Guest wrote:I agree with the OP too. Take the case of professors and 'lecturers'.
I think we've seen you on here before... and last time you hid behind your anonymity as well.
Professors are self-proclaimed intellectuals who are failures in the professional world.
Most professors I know do not proclaim their own intellect - most of them are far from egocentric. They get there because they have the skills needed to run departments, and organise and manage research, as well as conducting their own. They got where they are because of a lifestyle choice - the persuit of knowledge. You know - knowledge, that thing that LP was referring to that brought us out of the stone age.
Furthermore, they are hardly failures in any sense. Most professors are, in fact, shrewd businessmen. Those working in scientific fields (physics, chemistry, biology, ...) have inseparable links with business. I presume this is the so-called 'professional' world you're talking about. These are the ones that are creating your USB sticks, your DVD players, your widescreen TVs, your solar panels (and indeed anything else that is going to stop "
business" from screwing up the planet). They're the ones that are developing and testing the drugs that keep you healthy, understanding the diseases that may kill you. Who else do you think does those things? "Business"? That's a very generic concept. Business *IS* the main task of a professor.
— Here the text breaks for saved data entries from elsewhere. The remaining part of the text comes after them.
//! Console stage reporting.
//!
//! Spinners and progress bars on a TTY, plain `==>` lines otherwise.

use indicatif::{ProgressBar, ProgressDrawTarget, ProgressStyle};
use std::time::{Duration, Instant};

#[derive(Clone, Copy, Debug, PartialEq, Eq)]
pub enum UiMode {
    Auto,
    Plain,
    Pretty,
}

#[derive(Clone, Debug)]
pub struct Ui {
    mode: UiMode,
    is_tty: bool,
    disable_pretty: bool,
}

impl Ui {
    pub fn new(mode: UiMode, is_tty: bool, disable_pretty: bool) -> Self {
        Self {
            mode,
            is_tty,
            disable_pretty,
        }
    }

    pub fn from_args(ui_flag: Option<&str>, is_tty: bool, disable_pretty: bool) -> Self {
        let mode = match ui_flag {
            Some("plain") => UiMode::Plain,
            Some("pretty") => UiMode::Pretty,
            _ => UiMode::Auto,
        };
        Self::new(mode, is_tty, disable_pretty)
    }

    fn use_pretty(&self) -> bool {
        self.is_tty
            && match self.mode {
                UiMode::Pretty => true,
                UiMode::Auto => !self.disable_pretty,
                UiMode::Plain => false,
            }
    }

    /// Report a named stage; the returned guard prints its duration on drop.
    pub fn stage(&self, name: &str) -> StageGuard {
        if self.use_pretty() {
            let spinner = ProgressBar::new_spinner();
            spinner.set_draw_target(ProgressDrawTarget::stderr());
            spinner.enable_steady_tick(Duration::from_millis(120));
            let style = ProgressStyle::with_template("{spinner} {msg}")
                .unwrap_or_else(|_| ProgressStyle::default_spinner());
            spinner.set_style(style);
            spinner.set_message(format!("{name}…"));
            StageGuard::new(name.to_string(), Some(spinner))
        } else {
            eprintln!("==> {}", name);
            StageGuard::new(name.to_string(), None)
        }
    }

    /// Progress bar for the image loop. Hidden in plain mode.
    pub fn progress(&self) -> ProgressBar {
        if !self.use_pretty() {
            return ProgressBar::hidden();
        }
        let bar = ProgressBar::new(0);
        bar.set_draw_target(ProgressDrawTarget::stderr());
        let style = ProgressStyle::with_template(
            "{spinner:.green} [{elapsed}] [{bar:40.cyan/blue}] {pos}/{len} ({per_sec}) {wide_msg}",
        )
        .map(|style| style.progress_chars("#>-"))
        .unwrap_or_else(|_| ProgressStyle::default_bar());
        bar.set_style(style);
        bar
    }
}

pub struct StageGuard {
    name: String,
    start: Instant,
    spinner: Option<ProgressBar>,
}

impl StageGuard {
    fn new(name: String, spinner: Option<ProgressBar>) -> Self {
        Self {
            name,
            start: Instant::now(),
            spinner,
        }
    }
}

impl Drop for StageGuard {
    fn drop(&mut self) {
        let elapsed = self.start.elapsed();
        let message = format!("✔ {} ({})", self.name, format_duration(elapsed));
        if let Some(spinner) = &self.spinner {
            spinner.finish_with_message(message);
        } else {
            eprintln!("{message}");
        }
    }
}

pub fn format_duration(duration: Duration) -> String {
    if duration.as_secs() >= 1 {
        format!("{:.2}s", duration.as_secs_f64())
    } else {
        format!("{}ms", duration.as_millis())
    }
}

#[cfg(test)]
mod tests {
    use super::*;

    #[test]
    fn plain_mode_hides_progress() {
        let ui = Ui::from_args(Some("plain"), true, false);
        assert!(ui.progress().is_hidden());
        let ui = Ui::from_args(None, false, false);
        assert!(ui.progress().is_hidden());
        let ui = Ui::from_args(Some("auto"), true, true);
        assert!(ui.progress().is_hidden());
    }

    #[test]
    fn durations_switch_units_at_one_second() {
        assert_eq!(format_duration(Duration::from_millis(250)), "250ms");
        assert_eq!(format_duration(Duration::from_millis(1500)), "1.50s");
    }
}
Even in "blue-skies" research, like my own field, you get payback. True, you may not fully appreciate the micro-gravity science that goes on in the space station today, or the research into the life cycles of stars, but you can't always think of immediate payback. Who are you going to turn to in 20 years' time when you want your latest carbon nanotube devices, laser propulsion systems, or nuclear fusion reactions? Who is going to save you from the killer asteroids? In fact, who is going to build you your newer, better digital camera? Speaking of which, who invented the very internet you're writing your rubbish on? That's right - the very people you're lambasting. Go live in a cave again, if you don't want to support research.
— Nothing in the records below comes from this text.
use anyhow::{anyhow, Result};

use crate::frame::Blob;
use crate::{InputShape, Normalization};

pub mod stub;

#[cfg(feature = "backend-tract")]
pub mod tract;

pub use stub::StubBackend;

#[cfg(feature = "backend-tract")]
pub use tract::TractBackend;

/// Convert an HWC blob into a normalized NCHW buffer for `shape`.
pub(crate) fn normalized_nchw(
    blob: &Blob,
    shape: &InputShape,
    normalization: &Normalization,
) -> Result<Vec<f32>> {
    if blob.width != shape.width || blob.height != shape.height || blob.channels != shape.channels
    {
        return Err(anyhow!(
            "blob {}x{}x{} does not match model input {}",
            blob.channels,
            blob.height,
            blob.width,
            shape
        ));
    }
    if blob.data.len() != shape.tensor_len() {
        return Err(anyhow!(
            "expected {} input values, received {}",
            shape.tensor_len(),
            blob.data.len()
        ));
    }

    let plane = shape.plane_len();
    let channels = shape.channels as usize;
    let mut tensor = vec![0.0f32; shape.tensor_len()];
    for (pixel, values) in blob.data.chunks_exact(channels).enumerate() {
        for (channel, &value) in values.iter().enumerate() {
            tensor[channel * plane + pixel] = normalization.apply(channel, value);
        }
    }
    Ok(tensor)
}

#[cfg(test)]
mod tests {
    use super::*;

    #[test]
    fn blob_is_transposed_and_normalized() {
        let shape = InputShape::aligned(32, 32).unwrap();
        let mut data = Vec::with_capacity(shape.tensor_len());
        for _ in 0..shape.plane_len() {
            data.extend_from_slice(&[1.0, 0.5, 0.0]);
        }
        let blob = Blob {
            data,
            width: 32,
            height: 32,
            channels: 3,
        };
        let norm = Normalization::new([0.5, 0.5, 0.5], [0.5, 0.25, 1.0]).unwrap();

        let tensor = normalized_nchw(&blob, &shape, &norm).unwrap();
        let plane = shape.plane_len();
        assert!((tensor[0] - 1.0).abs() < 1e-6);
        assert!(tensor[plane].abs() < 1e-6);
        assert!((tensor[2 * plane + 7] + 0.5).abs() < 1e-6);
    }

    #[test]
    fn mismatched_blob_is_rejected() {
        let shape = InputShape::aligned(64, 32).unwrap();
        let blob = Blob {
            data: vec![0.0; 32 * 32 * 3],
            width: 32,
            height: 32,
            channels: 3,
        };
        assert!(normalized_nchw(&blob, &shape, &Normalization::default()).is_err());
    }
}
While the supposed job description of a professor entails teaching, in actuality most professors know absolutely nothing about teaching. However, many professors will not hesitate to take a student's tuition money, not teach him anything, and then test him on what he was never taught.
Ah, teaching. You have a poor view of university teaching if you think this is all it entails. Most tutors (note that all tutors are not lecturers and all lecturers are not professors in this country) do start off knowing nothing about teaching - they don't have to. That's not their main job and some of them don't even want to do it. But they do it, because otherwise they don't get paid. Most of us, however, like it and are good at our jobs. If you can think of a way of improving the system, stop complaining about it and tell us what would be better.
Next up: tuition fees. Tuition fees only go to paying somewhere between (very roughly) 30% and 80% of the student's tuition costs. Academics don't even see a whiff of tuition fees, so don't start on that line.
Finally, teaching and testing. Well, without testing, there wouldn't be any proof you'd learnt anything, so I shan't discuss that. Teaching in university is something you appear to have grasped the wrong end of the stick of. We don't teach, we tutor. We provide information in a form that you should be able to understand. It is then
your job as a student to go away and make sure you understand that material, and read up around it. Don't expect to be spoon-fed - you may have got around it at school, but don't expect to get away with it at university, because that's not how the real world works. We give you what you need to do it yourself.
The other main activity of a professor is embezzling money (that could have been spent on useful things) for their own "research". Usually, this "research" involves topics that nobody outside of academia will ever care about or find a practical application for.
See above. Define what you mean by useful. Will it give someone chemotherapy to cure their cancer? No. Will it provide the drugs and technology needed so that they don't need to have chemotherapy in the first place? Maybe. Or will it make your life easier and more pleasurable in other ways? Certainly.
Artistic subjects may not have the cure for cancer. They may not make your life more secure or your home more habitable. The reason they continue to get money, however, is because people
are interested. Maybe not in a 200-page thesis on gender perception in ancient Greece, but some people will be interested in a summary, which can only really be obtained after a lot of research. To understand our culture, our past, is to be a part of it. If you don't understand your culture, you're not part of society. To wit, go and live in a cave.
Take solace in the fact that your professors earn a miserable salary in proportion to the level of education they have attained.
They do, but by the sounds of things, they have a much happier life than yourself. A miserable salary is all relative. I have a very comfortable salary. I have a job I enjoy and that is, despite your claims, useful and which a lot of people find interesting. The fact that academics may not get paid as much as their counterparts in industry is surely only testament to the fact that what you get is true value for money.
If you don't like what we do, tell us how we should improve. However, if you think that by removing the teaching and research that goes on in universities you're going to get a better society, you'll find you are sorely mistaken.
...then again, that is only my opinion.